Running
./corenlp.sh -annotators quote -outputFormat xml -file input.txt
on the modified input file
"Stanford University" is located in California. It is a great university, founded in 1891.
yields the following output:
<?xml version="1.0" encoding="UTF-8"?>
<?xml-stylesheet href="CoreNLP-to-HTML.xsl" type="text/xsl"?>
<root>
<document>
<sentences/>
</document>
</root>
Maybe I misunderstood the intended use of this annotator, but I expected it to mark the parts of the sentence that is between the ".
When I run the script with the "usual" annotators tokenize,ssplit,pos,lemma,ner, they are all working well, but adding quote does not change the output. I use the stanford-corenlp-full-2015-12-09 release. How can I use the quote annotator and what is it meant to do?

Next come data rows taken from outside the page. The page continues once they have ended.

mod format;
mod progress;
mod summary;

use progress::HumanProgress;

use super::OutputFormatter;

pub(crate) struct HumanReadableOutput {
    progress: HumanProgress,
}

impl HumanReadableOutput {
    pub(crate) fn new() -> Self {
        Self {
            progress: HumanProgress::new(),
        }
    }
}

impl OutputFormatter for HumanReadableOutput {
    fn print_header(&self, tool: &str, config: &dbload_core::RunConfig) {
        print!("{}", summary::render_header(tool, config));
        println!();
    }

    fn run_started(&self, config: &dbload_core::RunConfig) {
        self.progress.start(config);
    }

    fn run_finished(&self) {
        self.progress.finish();
    }

    fn print_summary(&self, report: &dbload_core::AggregateReport) -> anyhow::Result<()> {
        print!("{}", summary::render(report));
        Ok(())
    }
}
use std::sync::Arc;
use std::time::{Duration, Instant};

use tokio_util::sync::CancellationToken;

use crate::Operations;

use super::gate::IterationGate;
use super::jitter::Jitter;
use super::report::{WorkerFailure, WorkerOutcome, WorkerResult};

/// The per-worker slice of a [`super::RunConfig`].
#[derive(Debug, Clone, Copy)]
pub(crate) struct WorkerPlan {
    pub iterations: Option<u64>,
    pub duration: Option<Duration>,
    pub jitter: Jitter,
}

pub(crate) async fn run_worker<O: Operations>(
    ops: Arc<O>,
    operation: O::Operation,
    plan: WorkerPlan,
    worker_id: u64,
    cancel: CancellationToken,
) -> WorkerOutcome {
    let started = Instant::now();
    let gate = IterationGate::new(plan.iterations, plan.duration, started);
    let mut samples: Vec<f64> = Vec::with_capacity(initial_capacity(plan.iterations));

    tracing::debug!(worker_id, %operation, "worker started");

    while gate.allows(samples.len() as u64) && !cancel.is_cancelled() {
        let call_started = Instant::now();
        let res = tokio::select! {
            biased;
            () = cancel.cancelled() => break,
            res = ops.invoke(operation, worker_id) => res,
        };

        if let Err(err) = res {
            tracing::warn!(worker_id, %operation, error = %err, "operation failed, stopping worker");
            return Err(WorkerFailure {
                worker_id,
                error: err.to_string(),
                completed: samples.len() as u64,
                failed_at: Instant::now(),
            });
        }

        let elapsed = call_started.elapsed().as_secs_f64();
        tracing::trace!(worker_id, elapsed, "operation completed");
        samples.push(elapsed);

        // No point pausing when there will be no next call.
        if !gate.allows(samples.len() as u64) {
            break;
        }

        let pause = plan.jitter.sample(&mut rand::rng());
        if pause.is_zero() {
            continue;
        }

        tokio::select! {
            () = cancel.cancelled() => break,
            () = tokio::time::sleep(pause) => {}
        }
    }

    let result = WorkerResult::finalize(worker_id, samples, started);
    tracing::debug!(
        worker_id,
        samples = result.samples.len(),
        mean = ?result.mean,
        "worker finished"
    );
    Ok(result)
}

fn initial_capacity(iterations: Option<u64>) -> usize {
    iterations.map_or(64, |n| n.min(4_096) as usize)
}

If you build a StanfordCoreNLP object in Java code and run it with the quote annotator, the final Annotation object will have the quotes.
import java.io.*;
import java.util.*;
import edu.stanford.nlp.io.*;
import edu.stanford.nlp.ling.*;
import edu.stanford.nlp.pipeline.*;
import edu.stanford.nlp.trees.*;
import edu.stanford.nlp.trees.TreeCoreAnnotations.*;
import edu.stanford.nlp.semgraph.*;
import edu.stanford.nlp.ling.CoreAnnotations.*;
import edu.stanford.nlp.util.*;
public class PipelineExample {
public static void main (String[] args) throws IOException {
// build pipeline
Properties props = new Properties();
props.setProperty("annotators","tokenize, ssplit, quote");
StanfordCoreNLP pipeline = new StanfordCoreNLP(props);
String text = "\"Stanford University\" is located in California. It is a great university, founded in 1891.";
Annotation annotation = new Annotation(text);
pipeline.annotate(annotation);
System.out.println(annotation.get(CoreAnnotations.QuotationsAnnotation.class));
}
}
Currently none of the outputters (json, xml, text, etc...) output the quotes. I'll make a note we should add this to the output for future versions.